Graph traversal
Introduction
Graph traversal, in GNN, has a different semantics than classical graph computation. The training model of mainstream deep learning algorithms iterates by batch. To meet this requirement, the data has to be accessible by batch, and we call this data access pattern traversal. In GNN algorithms, the data source is the graph, and the training samples usually consist of the vertices and edges of the graph. Graph traversal refers to providing the algorithm with the ability to access vertices, edges or subgraphs by batch.

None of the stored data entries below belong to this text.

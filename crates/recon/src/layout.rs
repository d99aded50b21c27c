//! Declarative sheet layouts for report inputs.
//!
//! Each report reads a fixed set of sheets; a layout names the sheet, how to
//! find its header, and the key, name and metric fields to resolve. The
//! default layouts are compiled in and can be replaced by a TOML file.

use std::collections::HashSet;

use metagrid_engine::{FieldSpec, HeaderRule};
use serde::Deserialize;

use crate::error::ReconError;

pub const CAPACITY_LAYOUT: &str = include_str!("../layouts/capacity.toml");
pub const APPRENTICES_LAYOUT: &str = include_str!("../layouts/apprentices.toml");

// ---------------------------------------------------------------------------
// Layout types
// ---------------------------------------------------------------------------

#[derive(Debug, Clone, Deserialize)]
pub struct ReportLayout {
    pub name: String,
    pub sheets: Vec<SheetLayout>,
}

#[derive(Debug, Clone, Deserialize)]
pub struct SheetLayout {
    pub sheet: String,
    pub header: HeaderRule,
    /// Code parts of the row key, outermost first.
    pub keys: Vec<FieldSpec>,
    /// Display names carried into the master catalog.
    #[serde(default)]
    pub names: Vec<FieldSpec>,
    pub metrics: Vec<FieldSpec>,
}

impl SheetLayout {
    pub fn fields(&self) -> Vec<FieldSpec> {
        self.keys
            .iter()
            .chain(&self.names)
            .chain(&self.metrics)
            .cloned()
            .collect()
    }

    pub fn metric_names(&self) -> Vec<String> {
        self.metrics.iter().map(|m| m.name.clone()).collect()
    }
}

// ---------------------------------------------------------------------------
// Parsing & validation
// ---------------------------------------------------------------------------

impl ReportLayout {
    pub fn from_toml(input: &str) -> Result<Self, ReconError> {
        let layout: ReportLayout =
            toml::from_str(input).map_err(|e| ReconError::ConfigParse(e.to_string()))?;
        layout.validate()?;
        Ok(layout)
    }

    pub fn capacity() -> Result<Self, ReconError> {
        Self::from_toml(CAPACITY_LAYOUT)
    }

    pub fn apprentices() -> Result<Self, ReconError> {
        Self::from_toml(APPRENTICES_LAYOUT)
    }

    pub fn validate(&self) -> Result<(), ReconError> {
        let Some(first) = self.sheets.first() else {
            return Err(ReconError::ConfigValidation(format!(
                "layout '{}' declares no sheets",
                self.name
            )));
        };

        let mut metrics = HashSet::new();
        for sheet in &self.sheets {
            if sheet.keys.is_empty() {
                return Err(ReconError::ConfigValidation(format!(
                    "sheet '{}': at least one key field is required",
                    sheet.sheet
                )));
            }
            if sheet.keys.len() != first.keys.len() || sheet.names.len() != first.names.len() {
                return Err(ReconError::ConfigValidation(format!(
                    "sheet '{}': key/name fields must match sheet '{}'",
                    sheet.sheet, first.sheet
                )));
            }
            for field in sheet.fields() {
                if field.is_positional() && field.fallback.is_none() {
                    return Err(ReconError::ConfigValidation(format!(
                        "sheet '{}': field '{}' has neither a matcher nor a fallback",
                        sheet.sheet, field.name
                    )));
                }
            }
            for m in &sheet.metrics {
                if !metrics.insert(m.name.clone()) {
                    return Err(ReconError::ConfigValidation(format!(
                        "metric '{}' is declared by more than one sheet",
                        m.name
                    )));
                }
            }
        }
        Ok(())
    }

    /// All metric names in sheet order.
    pub fn metric_names(&self) -> Vec<String> {
        self.sheets.iter().flat_map(|s| s.metric_names()).collect()
    }
}
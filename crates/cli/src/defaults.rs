//! `--config`: a run file fills in whatever the flags leave out.

use std::path::Path;

use metagrid_config::RunConfig;

use crate::CliError;

/// Run configuration for one command, if `--config` was given.
pub struct RunDefaults(Option<RunConfig>);

impl RunDefaults {
    pub fn load(path: Option<&Path>) -> Result<Self, CliError> {
        let Some(path) = path else {
            return Ok(Self(None));
        };
        let run = RunConfig::load(path)?;
        tracing::info!(config = %path.display(), period = %run.period(), "run config loaded");
        Ok(Self(Some(run)))
    }

    /// `flag` if given, else the run file's value. Without either the
    /// setting named `what` is a usage error.
    pub fn require<T>(
        &self,
        flag: Option<T>,
        what: &str,
        from_run: impl FnOnce(&RunConfig) -> T,
    ) -> Result<T, CliError> {
        match (flag, &self.0) {
            (Some(value), _) => Ok(value),
            (None, Some(run)) => Ok(from_run(run)),
            (None, None) => Err(CliError::args(format!("missing {what}"))
                .with_hint("pass it on the command line or use --config <RUN.toml>")),
        }
    }

    /// `flag` if given, else the run file's value, else `None`.
    pub fn or_run<T>(&self, flag: Option<T>, from_run: impl FnOnce(&RunConfig) -> Option<T>) -> Option<T> {
        flag.or_else(|| self.0.as_ref().and_then(from_run))
    }
}
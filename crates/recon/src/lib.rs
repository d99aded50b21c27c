//! Target-vs-achieved reconciliation over keyed metric
//! tables, master catalogs and parent/child geographic rollups.
//!
//! Consumes grids through the engine's `GridSource` and goals through a
//! `RelationalSink`; returns report tables. No file IO.

pub mod aggregate;
pub mod apprentices;
pub mod capacity;
pub mod catalog;
pub mod error;
pub mod layout;
pub mod model;
pub mod reconcile;
pub mod sources;

pub use apprentices::{build_apprentices, ApprenticesReport};
pub use capacity::{build_capacity, capacity_targets, CapacityReport, CapacityTargets};
pub use error::ReconError;
pub use layout::{ReportLayout, SheetLayout};
pub use model::{CatalogRecord, DeltaPair, MetricTable, Reconciliation, RollupRow};
pub use reconcile::reconcile;
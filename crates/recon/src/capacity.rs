//! Remaining training capacity per regional: yearly quota goals minus the
//! month's progress.

use std::collections::BTreeMap;

use metagrid_engine::geocode::department_code;
use metagrid_engine::goals::{read_quotas, read_regions};
use metagrid_engine::{FieldWarning, GeoCode, GridSource, RelationalSink, Table, Value};
use serde::Serialize;

use crate::error::ReconError;
use crate::layout::ReportLayout;
use crate::model::{DeltaPair, MetricTable, Reconciliation};
use crate::reconcile::reconcile;
use crate::sources::extract_sheet;

/// Target metric and the goal subcategory it is read from.
pub const CAPACITY_TARGETS: &[(&str, &str)] = &[
    ("meta_tecnico_articulacion", "Técnico Laboral Articulación con la Media"),
    ("meta_formacion_titulada", "TOTAL FORMACION TITULADA"),
    ("meta_formacion_complementaria", "TOTAL FORMACION COMPLEMENTARIA"),
    ("meta_fpi_total", "TOTAL FORMACION PROFESIONAL INTEGRAL"),
    ("meta_fpi_virtual", "Total Formación Profesional Integral - Virtual"),
    ("meta_bilinguismo", "Total Programa de Bilingüismo"),
];

/// (target, achieved, output)
const PAIRS: &[(&str, &str, &str)] = &[
    ("meta_tecnico_articulacion", "avance_tec_articulacion", "cupos_doble_titulacion"),
    ("meta_formacion_titulada", "avance_formacion_titulada", "cupos_formacion_titulada"),
    (
        "meta_formacion_complementaria",
        "avance_formacion_complementaria",
        "cupos_formacion_complementaria",
    ),
    ("meta_fpi_total", "avance_fpi_total", "cupos_fpi_total"),
    ("meta_fpi_virtual", "avance_fpi_virtual", "cupos_virtualidad"),
    ("meta_bilinguismo", "avance_bilinguismo", "cupos_bilinguismo"),
];

pub fn capacity_pairs() -> Vec<DeltaPair> {
    PAIRS
        .iter()
        .map(|(t, a, o)| DeltaPair::new(t, a, o))
        .collect()
}

// ---------------------------------------------------------------------------
// Targets
// ---------------------------------------------------------------------------

#[derive(Debug, Clone)]
pub struct CapacityTargets {
    pub year: i32,
    pub table: MetricTable<i64>,
    pub names: BTreeMap<i64, String>,
}

/// Per-regional targets for `year`, ordered by regional code.
///
/// Only regionals with at least one of the reconciled subcategories appear.
/// Where a subcategory has several values the largest wins; absent ones are
/// zero.
pub fn capacity_targets(sink: &dyn RelationalSink, year: i32) -> Result<CapacityTargets, ReconError> {
    let names: BTreeMap<i64, String> = read_regions(sink)?.into_iter().collect();

    let mut targets: BTreeMap<i64, Vec<i64>> = BTreeMap::new();
    for quota in read_quotas(sink, year)? {
        let Some(slot) = CAPACITY_TARGETS
            .iter()
            .position(|(_, sub)| *sub == quota.subcategory)
        else {
            continue;
        };
        if !names.contains_key(&quota.region) {
            continue;
        }
        let row = targets
            .entry(quota.region)
            .or_insert_with(|| vec![0; CAPACITY_TARGETS.len()]);
        row[slot] = row[slot].max(quota.value);
    }

    let mut table = MetricTable::new("metas", CAPACITY_TARGETS.iter().map(|(m, _)| *m));
    for (code, values) in targets {
        table.insert(code, values);
    }
    tracing::info!(year, regionals = table.len(), "capacity targets loaded");

    Ok(CapacityTargets { year, table, names })
}

// ---------------------------------------------------------------------------
// Report
// ---------------------------------------------------------------------------

#[derive(Debug, Clone, Serialize)]
pub struct CapacityRow {
    pub codigo_regional: i64,
    pub nombre_regional: Option<String>,
    pub codigo_divipola: GeoCode,
    pub remaining: Vec<i64>,
}

#[derive(Debug, Clone, Serialize)]
pub struct CapacityReport {
    pub year: i32,
    pub outputs: Vec<String>,
    pub rows: Vec<CapacityRow>,
    pub totals: Vec<i64>,
    pub excluded_keys: usize,
    pub invalid_keys: usize,
    pub warnings: Vec<FieldWarning>,
}

pub const CAPACITY_COLUMNS: &[&str] = &["codigo_regional", "nombre_regional", "codigo_divipola"];

/// Read the progress sheets named by `layout` and reconcile them against
/// `targets`.
pub fn build_capacity(
    targets: &CapacityTargets,
    source: &mut dyn GridSource,
    layout: &ReportLayout,
) -> Result<CapacityReport, ReconError> {
    let mut achieved = Vec::with_capacity(layout.sheets.len());
    let mut warnings = Vec::new();
    let mut invalid_keys = 0;
    for sheet in &layout.sheets {
        let grid = source.read_grid(&sheet.sheet)?;
        let extract = extract_sheet::<i64>(&grid, sheet)?;
        warnings.extend(extract.warnings);
        invalid_keys += extract.invalid_keys;
        achieved.push(extract.table);
    }

    let sources: Vec<&MetricTable<i64>> = achieved.iter().collect();
    let pairs = capacity_pairs();
    let reconciliation = reconcile(&targets.table, &sources, &pairs)?;
    let report = CapacityReport::from_reconciliation(targets, reconciliation, invalid_keys, warnings);

    tracing::info!(
        regionals = report.rows.len(),
        excluded = report.excluded_keys,
        warnings = report.warnings.len(),
        "capacity reconciled"
    );
    Ok(report)
}

impl CapacityReport {
    fn from_reconciliation(
        targets: &CapacityTargets,
        reconciliation: Reconciliation<i64>,
        invalid_keys: usize,
        warnings: Vec<FieldWarning>,
    ) -> Self {
        let totals = reconciliation.totals();
        let rows = reconciliation
            .rows
            .into_iter()
            .map(|r| CapacityRow {
                codigo_regional: r.key,
                nombre_regional: targets.names.get(&r.key).cloned(),
                codigo_divipola: department_code(&r.key),
                remaining: r.remaining,
            })
            .collect();
        Self {
            year: targets.year,
            outputs: reconciliation.pairs.into_iter().map(|p| p.output).collect(),
            rows,
            totals,
            excluded_keys: reconciliation.excluded_keys,
            invalid_keys,
            warnings,
        }
    }

    pub fn to_table(&self) -> Table {
        let columns = CAPACITY_COLUMNS
            .iter()
            .map(|c| c.to_string())
            .chain(self.outputs.iter().cloned());
        let mut table = Table::new(columns);
        for row in &self.rows {
            let mut values = vec![
                Value::Integer(row.codigo_regional),
                row.nombre_regional.clone().into(),
                Value::Text(row.codigo_divipola.to_string()),
            ];
            values.extend(row.remaining.iter().map(|v| Value::Integer(*v)));
            table.push(values, false);
        }
        table
    }
}

#[cfg(test)]
mod tests {
    use super::*;
    use metagrid_engine::goals::{persist_goals, GoalSet, QuotaGoal};
    use metagrid_engine::MemorySink;

    fn quota(region: i64, sub: &str, value: i64) -> QuotaGoal {
        let category = metagrid_engine::goals::QUOTA_COLUMNS
            .iter()
            .find(|(_, _, s)| *s == sub)
            .map(|(_, c, _)| c.to_string())
            .unwrap();
        QuotaGoal {
            region,
            category,
            subcategory: sub.into(),
            value,
        }
    }

    #[test]
    fn targets_cover_only_reconciled_subcategories() {
        let goals = GoalSet {
            regions: vec![(5, "ANTIOQUIA".into()), (8, "ATLÁNTICO".into()), (11, "DISTRITO CAPITAL".into())],
            quotas: vec![
                quota(5, "TOTAL FORMACION TITULADA", 1000),
                quota(5, "Total Programa de Bilingüismo", 300),
                quota(8, "Técnico Laboral Articulación con la Media", 40),
                quota(11, "Operarios Regular", 10),
            ],
            ..GoalSet::default()
        };
        let mut sink = MemorySink::new();
        persist_goals(&goals, &mut sink, 2025).unwrap();

        let t = capacity_targets(&sink, 2025).unwrap();
        assert_eq!(t.table.keys().copied().collect::<Vec<_>>(), vec![5, 8]);
        assert_eq!(t.table.value(&5, 1), Some(1000));
        assert_eq!(t.table.value(&5, 5), Some(300));
        assert_eq!(t.table.value(&5, 0), Some(0));
        assert_eq!(t.table.value(&8, 0), Some(40));
        assert_eq!(t.names.get(&8).map(String::as_str), Some("ATLÁNTICO"));

        assert!(capacity_targets(&sink, 2024).unwrap().table.is_empty());
    }

    #[test]
    fn table_has_fixed_leading_columns() {
        let mut table = MetricTable::new("metas", CAPACITY_TARGETS.iter().map(|(m, _)| *m));
        table.insert(5, vec![10, 20, 30, 40, 50, 60]);
        let targets = CapacityTargets {
            year: 2025,
            table,
            names: BTreeMap::from([(5, "ANTIOQUIA".to_string())]),
        };
        let mut tec = MetricTable::new("TEC ARTIC REG", ["avance_tec_articulacion"]);
        tec.insert(5, vec![15]);
        let others = MetricTable::new(
            "resto",
            [
                "avance_formacion_titulada",
                "avance_formacion_complementaria",
                "avance_fpi_total",
                "avance_fpi_virtual",
                "avance_bilinguismo",
            ],
        );
        let rec = reconcile(&targets.table, &[&tec, &others], &capacity_pairs()).unwrap();
        let report = CapacityReport::from_reconciliation(&targets, rec, 0, Vec::new());
        let t = report.to_table();
        assert_eq!(t.columns[..3], ["codigo_regional", "nombre_regional", "codigo_divipola"]);
        assert_eq!(t.columns[3], "cupos_doble_titulacion");
        assert_eq!(
            t.rows[0],
            vec![
                Value::Integer(5),
                Value::Text("ANTIOQUIA".into()),
                Value::Text("05000".into()),
                Value::Integer(-5),
                Value::Integer(20),
                Value::Integer(30),
                Value::Integer(40),
                Value::Integer(50),
                Value::Integer(60),
            ]
        );
        assert_eq!(report.totals, vec![-5, 20, 30, 40, 50, 60]);
    }
}
//! Monthly apprentices report: municipal counts from five sheets, joined on
//! a master catalog of municipalities and rolled up per department.

use metagrid_engine::geocode::municipality_code;
use metagrid_engine::{FieldWarning, GridSource, Table, Value};
use serde::Serialize;

use crate::aggregate::{detail_totals, rollup};
use crate::catalog::build_catalog;
use crate::error::ReconError;
use crate::layout::ReportLayout;
use crate::model::{MetricTable, RollupRow};
use crate::reconcile::{find_source, left_join_fill_zero};
use crate::sources::extract_sheet;

pub const APPRENTICE_METRICS: &[&str] = &[
    "doble_titulacion",
    "formacion_titulada",
    "formacion_complementaria",
    "formacion_integral",
    "virtualidad",
    "bilinguismo",
    "victimas",
    "discapacidad",
    "mujer_cabeza_familia",
    "tercera_edad",
    "indigena",
];

/// Always empty; no source carries apprenticeship contracts yet.
pub const CONTRACT_COLUMN: &str = "contrato_aprendizaje";

/// Output column order after the three leading identity columns.
const VALUE_COLUMNS: &[&str] = &[
    "doble_titulacion",
    "formacion_titulada",
    "formacion_complementaria",
    "formacion_integral",
    "virtualidad",
    "bilinguismo",
    CONTRACT_COLUMN,
    "victimas",
    "discapacidad",
    "mujer_cabeza_familia",
    "tercera_edad",
    "indigena",
];

pub const APPRENTICE_COLUMNS: &[&str] = &["departamento", "municipio", "codigo_divipola"];

#[derive(Debug, Clone, Serialize)]
pub struct ApprenticesReport {
    pub metrics: Vec<String>,
    /// Department aggregates interleaved with their municipalities.
    pub rows: Vec<RollupRow>,
    /// National totals over municipality rows.
    pub totals: Vec<i64>,
    pub municipalities: usize,
    pub departments: usize,
    pub invalid_keys: usize,
    pub warnings: Vec<FieldWarning>,
}

pub fn build_apprentices(
    source: &mut dyn GridSource,
    layout: &ReportLayout,
) -> Result<ApprenticesReport, ReconError> {
    let mut tables: Vec<MetricTable<(i64, i64)>> = Vec::with_capacity(layout.sheets.len());
    let mut catalogs = Vec::with_capacity(layout.sheets.len());
    let mut warnings = Vec::new();
    let mut invalid_keys = 0;

    for sheet in &layout.sheets {
        let grid = source.read_grid(&sheet.sheet)?;
        let extract = extract_sheet::<(i64, i64)>(&grid, sheet)?;
        tracing::info!(sheet = %sheet.sheet, rows = extract.table.len(), "sheet read");
        warnings.extend(extract.warnings);
        invalid_keys += extract.invalid_keys;
        catalogs.push(extract.catalog);
        tables.push(extract.table);
    }

    let catalog = build_catalog(catalogs);
    let sources: Vec<&MetricTable<(i64, i64)>> = tables.iter().collect();
    let keys: Vec<(i64, i64)> = catalog.iter().map(|r| r.key).collect();

    let mut columns = Vec::with_capacity(APPRENTICE_METRICS.len());
    for metric in APPRENTICE_METRICS {
        let table = find_source(&sources, metric)?;
        columns.push(left_join_fill_zero(&keys, table, metric)?);
    }

    let details: Vec<RollupRow> = catalog
        .into_iter()
        .enumerate()
        .map(|(i, record)| {
            let (dept, mpio) = record.key;
            RollupRow {
                parent_code: dept,
                child_code: mpio,
                parent_name: record.name(0).map(String::from),
                child_name: record.name(1).map(String::from),
                geo: municipality_code(&dept, &mpio),
                metrics: columns.iter().map(|col| col[i]).collect(),
                is_aggregate: false,
            }
        })
        .collect();

    let municipalities = details.len();
    let invalid_geo = details.iter().filter(|d| !d.geo.is_valid()).count();
    if invalid_geo > 0 {
        tracing::warn!(rows = invalid_geo, "municipality codes could not be formatted");
    }

    let rows = rollup(details);
    let departments = rows.iter().filter(|r| r.is_aggregate).count();
    let totals = detail_totals(&rows);
    tracing::info!(municipalities, departments, "apprentices report built");

    Ok(ApprenticesReport {
        metrics: APPRENTICE_METRICS.iter().map(|m| m.to_string()).collect(),
        rows,
        totals,
        municipalities,
        departments,
        invalid_keys,
        warnings,
    })
}

impl ApprenticesReport {
    pub fn to_table(&self) -> Table {
        let columns = APPRENTICE_COLUMNS.iter().chain(VALUE_COLUMNS).copied();
        let mut table = Table::new(columns);
        let slots: Vec<Option<usize>> = VALUE_COLUMNS
            .iter()
            .map(|c| self.metrics.iter().position(|m| m == c))
            .collect();

        for row in &self.rows {
            let mut values = vec![
                row.parent_name.clone().into(),
                row.child_name.clone().into(),
                Value::Text(row.geo.to_string()),
            ];
            values.extend(slots.iter().map(|slot| match slot {
                Some(i) => Value::Integer(row.metrics.get(*i).copied().unwrap_or(0)),
                None => Value::Null,
            }));
            table.push(values, row.is_aggregate);
        }
        table
    }
}

#[cfg(test)]
mod tests {
    use super::*;
    use metagrid_engine::grid::grid_from_strs;
    use metagrid_engine::GridSet;

    const HEADER: &[&str] = &["COD DEPTO", "DEPARTAMENTO", "COD MPIO", "MUNICIPIO"];

    fn sheet(name: &str, labels: &[&str], rows: &[&[&str]]) -> metagrid_engine::Grid {
        let header: Vec<&str> = HEADER.iter().chain(labels).copied().collect();
        let mut all: Vec<&[&str]> = vec![header.as_slice()];
        all.extend_from_slice(rows);
        grid_from_strs(name, &all)
    }

    fn layout() -> ReportLayout {
        ReportLayout::from_toml(
            r#"
name = "aprendices"

[[sheets]]
sheet = "A"
header = { keywords = ["DEPARTAMENTO"] }
keys = [{ name = "codigo_depto", fallback = 0 }, { name = "codigo_mpio", fallback = 2 }]
names = [{ name = "nombre_depto", fallback = 1 }, { name = "nombre_mpio", fallback = 3 }]
metrics = [
  { name = "doble_titulacion", fallback = 4 },
  { name = "formacion_titulada", fallback = 5 },
  { name = "formacion_complementaria", fallback = 6 },
  { name = "formacion_integral", fallback = 7 },
  { name = "virtualidad", fallback = 8 },
  { name = "bilinguismo", fallback = 9 },
]

[[sheets]]
sheet = "B"
header = { keywords = ["DEPARTAMENTO"] }
keys = [{ name = "codigo_depto", fallback = 0 }, { name = "codigo_mpio", fallback = 2 }]
names = [{ name = "nombre_depto", fallback = 1 }, { name = "nombre_mpio", fallback = 3 }]
metrics = [
  { name = "victimas", fallback = 4 },
  { name = "discapacidad", fallback = 5 },
  { name = "mujer_cabeza_familia", fallback = 6 },
  { name = "tercera_edad", fallback = 7 },
  { name = "indigena", fallback = 8 },
]
"#,
        )
        .unwrap()
    }

    fn source() -> GridSet {
        let a = sheet(
            "A",
            &["DT", "FT", "FC", "FI", "VI", "BI"],
            &[
                &["5", "ANTIOQUIA", "1", "MEDELLIN", "1", "2", "3", "4", "5", "6"],
                &["5", "ANTIOQUIA", "2", "ABEJORRAL", "1", "1", "1", "1", "1", "1"],
            ],
        );
        let b = sheet(
            "B",
            &["VIC", "DIS", "MCF", "TE", "IND"],
            &[
                &["5", "", "2", "", "10", "0", "0", "0", "0"],
                &["91", "AMAZONAS", "1", "LETICIA", "7", "1", "1", "1", "1"],
            ],
        );
        GridSet::new(vec![a, b])
    }

    #[test]
    fn catalog_union_with_zero_fill_and_rollup() {
        let report = build_apprentices(&mut source(), &layout()).unwrap();
        assert_eq!(report.municipalities, 3);
        assert_eq!(report.departments, 2);
        assert_eq!(report.rows.len(), 5);

        let dept = &report.rows[0];
        assert!(dept.is_aggregate);
        assert_eq!(dept.parent_name.as_deref(), Some("ANTIOQUIA"));
        assert_eq!(dept.metrics[0], 2);
        assert_eq!(dept.metrics[6], 10);

        // ABEJORRAL sorts before MEDELLIN; its name survives the blank row in B
        assert_eq!(report.rows[1].child_name.as_deref(), Some("ABEJORRAL"));
        assert_eq!(report.rows[1].metrics[6], 10);
        assert_eq!(report.rows[2].geo.as_str(), "05001");

        let leticia = &report.rows[4];
        assert_eq!(leticia.metrics[0], 0);
        assert_eq!(leticia.metrics[6], 7);
        assert_eq!(report.totals[6], 17);
        assert_eq!(report.totals[0], 2);
    }

    #[test]
    fn table_keeps_empty_contract_column() {
        let report = build_apprentices(&mut source(), &layout()).unwrap();
        let table = report.to_table();
        assert_eq!(table.columns.len(), 15);
        assert_eq!(table.columns[9], CONTRACT_COLUMN);
        assert!(table.column_values(CONTRACT_COLUMN).iter().all(|v| v.is_null()));
        assert_eq!(table.emphasized, vec![true, false, false, true, false]);
        assert_eq!(table.rows[0][1], Value::Null);
        assert_eq!(table.rows[0][2], Value::Text("05000".into()));
        assert_eq!(table.rows[3][0], Value::Text("AMAZONAS".into()));
    }

    #[test]
    fn missing_sheet_is_structural() {
        let mut only_a = GridSet::new(vec![sheet("A", &[], &[])]);
        match build_apprentices(&mut only_a, &layout()) {
            Err(ReconError::Engine(e)) => assert!(e.is_structural()),
            other => panic!("unexpected: {other:?}"),
        }
    }
}
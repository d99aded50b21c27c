// Excel export of report tables

use std::path::Path;

use rust_xlsxwriter::{Color, Format, Workbook as XlsxWorkbook};

use metagrid_engine::{Table, Value};

/// Fill for emphasized (aggregate) rows.
pub const EMPHASIS_FILL: u32 = 0xF4B084;

/// Excel's limit on sheet name length.
const MAX_SHEET_NAME: usize = 31;

pub fn sheet_name(name: &str) -> String {
    name.chars()
        .filter(|c| !matches!(c, '[' | ']' | ':' | '*' | '?' | '/' | '\\'))
        .take(MAX_SHEET_NAME)
        .collect()
}

/// Write `table` as a single sheet: bold header row, emphasized rows bold
/// with a fill, numbers as numbers, nulls as blanks.
pub fn write_xlsx(table: &Table, path: &Path, sheet: &str) -> Result<(), String> {
    let mut workbook = XlsxWorkbook::new();
    let name = sheet_name(sheet);
    let worksheet = workbook
        .add_worksheet()
        .set_name(&name)
        .map_err(|e| format!("Failed to create sheet '{}': {}", name, e))?;

    let header = Format::new().set_bold();
    let plain = Format::new();
    let emphasis = Format::new()
        .set_bold()
        .set_background_color(Color::RGB(EMPHASIS_FILL));

    for (col, label) in table.columns.iter().enumerate() {
        worksheet
            .write_string_with_format(0, col as u16, label, &header)
            .map_err(|e| e.to_string())?;
    }

    for (i, row) in table.rows.iter().enumerate() {
        let r = (i + 1) as u32;
        let emphasized = table.emphasized.get(i).copied().unwrap_or(false);
        let format = if emphasized { &emphasis } else { &plain };
        for (col, value) in row.iter().enumerate() {
            let c = col as u16;
            let written = match value {
                Value::Null if emphasized => worksheet.write_blank(r, c, format),
                Value::Null => continue,
                Value::Integer(n) => worksheet.write_number_with_format(r, c, *n as f64, format),
                Value::Real(n) => worksheet.write_number_with_format(r, c, *n, format),
                Value::Text(s) => worksheet.write_string_with_format(r, c, s, format),
            };
            written.map_err(|e| e.to_string())?;
        }
    }
    worksheet.autofit();

    workbook
        .save(path)
        .map_err(|e| format!("Failed to save XLSX file: {}", e))?;
    tracing::info!(path = %path.display(), sheet = %name, rows = table.len(), "xlsx written");
    Ok(())
}

#[cfg(test)]
mod tests {
    use super::*;
    use calamine::{open_workbook_auto, Data, Reader};
    use tempfile::tempdir;

    #[test]
    fn sheet_names_are_sanitized() {
        assert_eq!(sheet_name("SENA Mensual Nacional Sep 2025"), "SENA Mensual Nacional Sep 2025");
        assert_eq!(sheet_name("a/b:c"), "abc");
        assert_eq!(sheet_name(&"x".repeat(40)).len(), 31);
    }

    #[test]
    fn written_table_reads_back() {
        let dir = tempdir().unwrap();
        let path = dir.path().join("reporte.xlsx");

        let mut table = Table::new(["DEPARTAMENTO", "MUNICIPIO", "Total"]);
        table.push(vec!["ANTIOQUIA".into(), Value::Null, Value::Integer(12)], true);
        table.push(vec!["ANTIOQUIA".into(), "MEDELLÍN".into(), Value::Integer(12)], false);
        write_xlsx(&table, &path, "Cupos Disponibles").unwrap();

        let mut wb = open_workbook_auto(&path).unwrap();
        assert_eq!(wb.sheet_names(), vec!["Cupos Disponibles".to_string()]);
        let range = wb.worksheet_range("Cupos Disponibles").unwrap();
        assert_eq!(range.get_value((0, 0)), Some(&Data::String("DEPARTAMENTO".into())));
        assert_eq!(range.get_value((2, 1)), Some(&Data::String("MEDELLÍN".into())));
        assert_eq!(range.get_value((1, 2)), Some(&Data::Float(12.0)));
    }
}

Currently GL supports batch traversal of vertices and edges. This random traversal can be either putback-free or putback. In a no-replay traversal, gl.OutOfRangeError
is triggered every time an epoch ends. The data source being traversed is partitioned, i.e. the current worker (in the case of distributed TF) only traverses the data on the Server corresponding to it.
Vertex traversal
Usage
There are 3 sources of data for vertices: all vertices of uniqueness, source vertices of all edges, and destination vertices of all edges. Vertex traversal relies on the NodeSampler
operator. The node_sampler()
interface of the Graph object returns a NodeSampler
object, which in turn calls the get()
interface to return data in Nodes
format.
def node_sampler(type, batch_size=64, strategy="by_order", node_from=gl.NODE):
"""
Args:
type(string): vertex type when node_from is gl.NODE, otherwise it is edge type;
batch_size(int): the number of vertices to be traversed each time
strategy(string): optional values are "by_order" and "random", which means ordered traversal and random traversal. When use "by_order", if the bottom is less than batch_size, the actual number will be returned, if the actual number is 0, gl.OutOfRangeError will be triggered.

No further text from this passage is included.